In short, the global system — which is committed to the free flow of labor, goods, and capital — works well for the leadership class in Europe and North America, as it does for striving workers in China, India, and elsewhere. It doesn’t work so well for the middle class in the West. Thus, in the West, the led no longer share the economic interests of their leaders.
It’s natural, therefore, to see a decoupling. We’re fallen human beings. We often develop convictions that conveniently correspond to our interests. When it comes to the rising nationalism in Europe, elites there see as much. They don’t interpret the striking new support for right-wing parties as expressions of patriotic fervor, but instead see patriotic rhetoric as a front for, at best, economic frustration, but more often racism and xenophobia.
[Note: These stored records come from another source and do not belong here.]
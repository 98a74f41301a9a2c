//! Runs build tasks, potentially in parallel.
//! Unaware of the build graph and walk state; a task is an action plus the
//! paths it touches, and maybe a cache entry to try first.

use crate::cache::ArtifactCache;
use crate::db::FileInfo;
use crate::depfile;
use crate::graph::{Action, ActionContext, ActionKind, NodeId, NodeKind};
use crate::process::{self, Termination};
use crate::sig::{self, Signature};
use std::path::PathBuf;
use std::sync::{mpsc, Arc};
use std::time::{Duration, Instant};

/// How a task uses the artifact cache.
pub struct CachePlan {
    pub cache: Arc<dyn ArtifactCache>,
    pub key: Signature,
    pub store: bool,
    pub strict: bool,
}

/// Everything a worker needs to bring one node up to date.
pub struct TaskSpec {
    pub id: NodeId,
    pub target: PathBuf,
    pub kind: NodeKind,
    pub action: Action,
    pub sources: Vec<PathBuf>,
    pub precious: bool,
    pub cache: Option<CachePlan>,
    /// Whether to compute the target's content signature afterwards.
    pub hash_target: bool,
}

pub struct FinishedTask {
    /// A (faked) "thread id", used to put different finished tasks in
    /// different tracks in a performance trace.
    pub tid: usize,
    pub id: NodeId,
    pub span: (Instant, Instant),
    pub result: TaskResult,
}

/// The result of executing a build step.
pub struct TaskResult {
    pub termination: Termination,
    /// Console output.
    pub output: Vec<u8>,
    /// True if the target was copied out of the cache rather than built.
    pub fetched: bool,
    /// Inputs the action reported in its depfile, if it ran and has one.
    pub depfile_deps: Option<Vec<String>>,
    /// The target as it stands after the task.
    pub target: Option<FileInfo>,
    /// Problems that didn't fail the task.
    pub warnings: Vec<String>,
}

impl TaskResult {
    fn failure(output: Vec<u8>, warnings: Vec<String>) -> Self {
        TaskResult {
            termination: Termination::Failure,
            output,
            fetched: false,
            depfile_deps: None,
            target: None,
            warnings,
        }
    }
}

fn run_action(spec: &TaskSpec) -> anyhow::Result<(Termination, Vec<u8>)> {
    match &spec.action.kind {
        ActionKind::Command(cmdline) => process::run_command(cmdline),
        ActionKind::Function(f) => {
            let ctx = ActionContext {
                target: &spec.target,
                sources: &spec.sources,
            };
            match f(&ctx) {
                Ok(()) => Ok((Termination::Success, Vec::new())),
                Err(err) => Ok((Termination::Failure, format!("{:#}", err).into_bytes())),
            }
        }
    }
}

/// Removes a stale target before rebuilding it, so an action that fails
/// halfway can't leave something that looks up to date.
fn remove_stale(spec: &TaskSpec) -> anyhow::Result<()> {
    if spec.precious || spec.kind != NodeKind::DerivedFile {
        return Ok(());
    }
    match std::fs::remove_file(&spec.target) {
        Ok(()) => Ok(()),
        Err(err) if err.kind() == std::io::ErrorKind::NotFound => Ok(()),
        Err(err) => anyhow::bail!("remove {}: {}", spec.target.display(), err),
    }
}

fn target_info(spec: &TaskSpec) -> anyhow::Result<Option<FileInfo>> {
    if spec.kind == NodeKind::Alias {
        return Ok(None);
    }
    let stat = crate::fs::stat(&spec.target)?;
    let csig = if spec.hash_target && stat.exists() {
        Some(if stat.is_dir {
            sig::dir_signature(&spec.target)?
        } else {
            sig::file_signature(&spec.target)?
        })
    } else {
        None
    };
    Ok(Some(FileInfo {
        mtime: stat.mtime,
        size: stat.size,
        csig,
    }))
}

/// Executes a build task: from the cache if possible, else by running its
/// action.  Returns an Err() if we failed outside of the action itself.
fn run_task(spec: &TaskSpec) -> anyhow::Result<TaskResult> {
    let mut warnings = Vec::new();

    let mut fetched = false;
    if let Some(plan) = &spec.cache {
        match plan.cache.fetch(&plan.key, &spec.target) {
            Ok(hit) => fetched = hit,
            Err(err) if plan.strict => {
                return Ok(TaskResult::failure(format!("{:#}", err).into_bytes(), warnings));
            }
            Err(err) => warnings.push(format!("{:#}; building instead", err)),
        }
    }

    let mut output = Vec::new();
    let mut depfile_deps = None;
    if !fetched {
        remove_stale(spec)?;
        if spec.kind != NodeKind::Alias {
            crate::fs::create_parent_dirs(&spec.target)?;
        }
        let (termination, out) = run_action(spec)?;
        output = out;
        if termination != Termination::Success {
            return Ok(TaskResult {
                termination,
                output,
                fetched: false,
                depfile_deps: None,
                target: None,
                warnings,
            });
        }
        if let Some(path) = &spec.action.depfile {
            depfile_deps = Some(depfile::read(path)?);
        }
        if let Some(plan) = &spec.cache {
            if plan.store && spec.target.is_file() {
                if let Err(err) = plan.cache.store(&plan.key, &spec.target) {
                    warnings.push(format!("cache store: {:#}", err));
                }
            }
        }
    }

    Ok(TaskResult {
        termination: Termination::Success,
        output,
        fetched,
        depfile_deps,
        target: target_info(spec)?,
        warnings,
    })
}

/// Tracks faked "thread ids" -- integers assigned to build tasks to track
/// parallelism in perf trace output.
struct ThreadIds {
    /// An entry is true when claimed, false or nonexistent otherwise.
    slots: Vec<bool>,
}
impl ThreadIds {
    fn new() -> Self {
        ThreadIds { slots: Vec::new() }
    }

    fn claim(&mut self) -> usize {
        match self.slots.iter().position(|&used| !used) {
            Some(idx) => {
                self.slots[idx] = true;
                idx
            }
            None => {
                let idx = self.slots.len();
                self.slots.push(true);
                idx
            }
        }
    }

    fn release(&mut self, slot: usize) {
        self.slots[slot] = false;
    }
}

pub struct Runner {
    finished_send: mpsc::Sender<FinishedTask>,
    finished_recv: mpsc::Receiver<FinishedTask>,
    pub running: usize,
    tids: ThreadIds,
    parallelism: usize,
}

impl Runner {
    pub fn new(parallelism: usize) -> Self {
        let (tx, rx) = mpsc::channel();
        Runner {
            finished_send: tx,
            finished_recv: rx,
            running: 0,
            tids: ThreadIds::new(),
            parallelism,
        }
    }

    pub fn can_start_more(&self) -> bool {
        self.running < self.parallelism
    }

    pub fn is_running(&self) -> bool {
        self.running > 0
    }

    pub fn start(&mut self, spec: TaskSpec) {
        let tid = self.tids.claim();
        let tx = self.finished_send.clone();
        std::thread::spawn(move || {
            let start = Instant::now();
            let result = run_task(&spec).unwrap_or_else(|err| {
                TaskResult::failure(format!("{:#}", err).into_bytes(), Vec::new())
            });
            let finish = Instant::now();

            let task = FinishedTask {
                tid,
                id: spec.id,
                span: (start, finish),
                result,
            };
            // The send will only fail if the receiver disappeared, e.g. due to shutting down.
            let _ = tx.send(task);
        });
        self.running += 1;
    }

    /// Wait for a task to complete, with a timeout.
    /// If the timeout elapses return None.
    pub fn wait(&mut self, dur: Duration) -> Option<FinishedTask> {
        let task = match self.finished_recv.recv_timeout(dur) {
            Ok(task) => task,
            // We hold a sender ourselves, so the channel never disconnects.
            Err(_) => return None,
        };
        self.tids.release(task.tid);
        self.running -= 1;
        Some(task)
    }
}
What elites don’t see is how their own interests are dressed up as cosmopolitan idealism. Noonan points out that German elites compliment themselves on the moral rectitude of Angela Merkel’s decision to admit a million Muslim migrants. True, but they’re also insulated from the consequences. And more than insulated, they stand to benefit from lower labor costs.
Over time, the elephant graph predicts large-scale changes in democratic politics in the West. Elites now have a strong interest in weakening the nation-state, and thus diminishing the power of the voters to whom they are accountable.
A radical ideology of open borders is one way to do that. Another way is to increase the power of international human rights tribunals. In a decade’s time I can easily imagine rulings that override national majorities that are deemed “unprogressive.”
But I need not evoke the future. For at least a generation, America’s most elite colleges and universities have explicitly refashioned themselves as global institutions. By implication, they are no longer accountable to America’s national interest. Their mission is more noble: the world’s interest. The same dynamic gets repeated in the corporate world. Silicon Valley answers to the world, not to America.
What goes unnoticed is the fact that a global mission provides reasons to discount the concerns of non-elites in America. Convenient theories about the inherent racism of ordinary people nicely discredit their opinions. The critical fire of a plastic, easily manipulated multi-culturalism can be trained this way or that to degrade patriotic loyalties.
Meanwhile, a strict utilitarianism tells us citizenship is a construct designed to secure “rents.” Ordinary people feel abandoned and frustration builds, driving today’s populism.
Noonan is right. The decoupling of the leaders and the led is “something big.” The economic forces driving this decoupling are powerful. The ideological supports — a morally superior cosmopolitanism, a flexible multi-culturalism, and now dominant utilitarian thinking — are strong.
As I’ve written elsewhere, odds are good that the democratic era will come to an end. The elephant chart suggests the future will be one of empire.
R.R. Reno is editor of First Things.